Decisão · STF

STF RE 1587135 AgR

Rel. EDSON FACHIN (Presidente)Tribunal Plenojulgado em 2026-03-16publicado em 2026-03-23
TRIBUTÁRIO
Direito Administrativo e outras matérias de Direito Público. Agravo regimental no recurso extraordinário. Desligamento voluntário. Regime próprio de previdência. Recolhimento de contribuições. Segurado facultativo. Inviabilidade do recurso. Necessidade de Reexame de fatos e provas e de Legislação infraconstitucional. Súmulas 279 e 280 do STF. Ausência de violação ao art. 93, IX, da CF. Agravo regimental desprovido.

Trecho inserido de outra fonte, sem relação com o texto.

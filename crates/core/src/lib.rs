pub mod config;
pub mod data;
pub mod dataset;
pub mod error;
pub mod stats;

pub use config::{AnalysisConfig, RandMethod, SortMethod};
pub use data::DataRow;
pub use dataset::Dataset;
pub use error::EnrichError;
pub use stats::EmpiricalDistribution;
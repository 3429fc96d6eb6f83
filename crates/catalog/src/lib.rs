pub mod catalog;
pub mod memory;
pub mod types;

pub use catalog::{CatalogError, PathwayCatalog};
pub use memory::{MemoryCatalog, MemoryCatalogBuilder};
pub use types::{PathwayId, ProteinEntry};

I. Caso em exame 1. Agravo regimental interposto contra decisão monocrática que negou provimento a recurso extraordinário, em razão da incidência das Súmulas 279 e 280 do STF e da ausência de violação ao artigo 93, IX, da CF. II. Questão em discussão 2. A questão em discussão consiste em saber se as razões apresentadas no agravo regimental são aptas a infirmar a decisão agravada. III. Razões de decidir 3. As razões recursais apresentadas são insuficientes para modificar a conclusão da decisão recorrida. 4. Eventual divergência em relação ao entendimento adotado pelo juízo a quo demandaria a análise dos fatos e das provas constantes dos autos, assim como o exame da legislação infraconstitucional aplicável ao caso, o que inviabiliza o processamento do recurso extraordinário, tendo em vista a vedação contida nas Súmulas 279 e 280 do STF. 5. Além disso, o Plenário da Corte, em sede de repercussão geral, reafirmou a orientação de que o artigo 93, inciso IX, da Constituição não exige que o órgão judicante se manifeste sobre todos os argumentos apresentados pela defesa, mas sim que ele fundamente, ainda que sucintamente, as razões que entendeu suficientes à formação de seu convencimento. (AI nº 791.292/PE-RG-QO, Tribunal Pleno, Rel. Min. Gilmar Mendes, DJe de 13.08.2010). IV. Dispositivo 6. Agravo regimental não provido.